Are we to conclude that because the world has no climate agreement that nothing noteworthy occurred? I seem to answer this question on a near-daily basis.
SeaTrust Institute, its partners and the emerging Coalition focused on health at COP16.
Nurses Across the Borders and SeaTrust Institute, with invited guests from the World Health Organization and PHI together with advisor/commentators from Europe and Africa, delivered a respectible official UN Side Event. Post-conference comments have been consistently positive; the interest to continue working together remains high. From this particular perch, I see something quite different from what was reported by the media .
Since COP16 (despite the holidays and the rush to get a jump on the business of the New Year), emails and phone lines and video chats have been alive with plans for health at COP17 in Durban, South Africa. As one colleague recently put it, “we only have 11 months to go!” SeaTrust Institute is actively engaging with both new and known entities in the effort to increase recognition that all sectors define their success in terms of human health, both inside and outside the COP. The Coalition on Health and Climate Change continues to recruit experts to help review climate and health studies and to frame appropriate presentations of published, new and ongoing work at the nexus of climate change and human health. Thanks to a generous donation from US Archive, the Coalition now has a document management system in place for coordinating peer review of academic work, anecdotal evidence from the field and interim research reporting in ways that will be organized and manageable. Health Care Without Harm (HCWH) is spearheading strategies to help frame joint organizational objectives and projects.The Coalition’s website will soon go live, and welcomes interaction with anyone who believes health outcomes are critical to climate change policy negotiations and to the applications of the best climate, medical and social science to address global climate change issues.

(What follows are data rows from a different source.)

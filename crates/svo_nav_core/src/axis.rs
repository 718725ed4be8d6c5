use crate::{Point3i, PointN};

/// Either the X, Y, or Z axis.
#[derive(Clone, Copy, Debug, Eq, Hash, PartialEq)]
pub enum Axis3 {
    X = 0,
    Y = 1,
    Z = 2,
}

impl Axis3 {
    /// The index for a point's component on this axis.
    pub fn index(&self) -> usize {
        *self as usize
    }

    pub fn get_unit_vector(&self) -> Point3i {
        match self {
            Axis3::X => PointN([1, 0, 0]),
            Axis3::Y => PointN([0, 1, 0]),
            Axis3::Z => PointN([0, 0, 1]),
        }
    }
}

/// One of the six face directions of a cube. Octree nodes store one neighbor link per face, indexed by
/// `SignedAxis3::index`, in the order `+X, -X, +Y, -Y, +Z, -Z`.
#[derive(Clone, Copy, Debug, Eq, Hash, PartialEq)]
pub struct SignedAxis3 {
    pub sign: i32,
    pub axis: Axis3,
}

impl SignedAxis3 {
    /// All face directions, ordered by `index`.
    pub const ALL: [SignedAxis3; 6] = [
        SignedAxis3 { sign: 1, axis: Axis3::X },
        SignedAxis3 { sign: -1, axis: Axis3::X },
        SignedAxis3 { sign: 1, axis: Axis3::Y },
        SignedAxis3 { sign: -1, axis: Axis3::Y },
        SignedAxis3 { sign: 1, axis: Axis3::Z },
        SignedAxis3 { sign: -1, axis: Axis3::Z },
    ];

    pub fn new(sign: i32, axis: Axis3) -> Self {
        Self { sign, axis }
    }

    /// The slot of this direction in a node's neighbor array.
    pub fn index(&self) -> usize {
        2 * self.axis.index() + (self.sign < 0) as usize
    }

    pub fn from_index(index: usize) -> Option<Self> {
        Self::ALL.get(index).copied()
    }

    pub fn opposite(&self) -> Self {
        Self::new(-self.sign, self.axis)
    }

    pub fn get_vector(&self) -> Point3i {
        self.axis.get_unit_vector() * self.sign
    }

    pub fn from_vector(v: Point3i) -> Option<Self> {
        match v {
            PointN([x, 0, 0]) if x != 0 => Some(SignedAxis3::new(x.signum(), Axis3::X)),
            PointN([0, y, 0]) if y != 0 => Some(SignedAxis3::new(y.signum(), Axis3::Y)),
            PointN([0, 0, z]) if z != 0 => Some(SignedAxis3::new(z.signum(), Axis3::Z)),
            _ => None,
        }
    }
}

// ████████╗███████╗███████╗████████╗
// ╚══██╔══╝██╔════╝██╔════╝╚══██╔══╝
//    ██║   █████╗  ███████╗   ██║
//    ██║   ██╔══╝  ╚════██║   ██║
//    ██║   ███████╗███████║   ██║
//    ╚═╝   ╚══════╝╚══════╝   ╚═╝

Peters Omoragbon from Nurses Across the Borders is currently in the U.S. and working with SeaTrust Institute as we begin our project of capacity building with local medical professionals in Nigeria on climate change adaptation strategies and disease surveillance . With our partners from the American Center for Life Cycle Assessment, we will use the pilot project in Nigeria to show efficacy of processes to aid local communities across the globe in assessing intervention options and appropriately applying medical, climate and social science to decisions about climate change and human health. A reporter from the WHO Bulletin contacted me about the project and plans to report on our progress throughout 2011. Peters will honor us with a first-ever visit to the Pacific Northwest in March, 2011. He will work directly with our team prior to training nurses on the ground in Nigeria.

One of our partners working outside the negotiation venue, Resilience Now, is led by the enterprising Raz Mason and plans for entertainment events together with deep thinking and learning about innovative ways to incorporate the best of resilience scholarship, art, story, tribal, spiritual and other inspirational wisdom into our UN negotiation processes and the South Africa experience. Another, Sarty Mountain, Inc., is mobilizing health and beauty industry support to bring health to the heart of climate change negotiation.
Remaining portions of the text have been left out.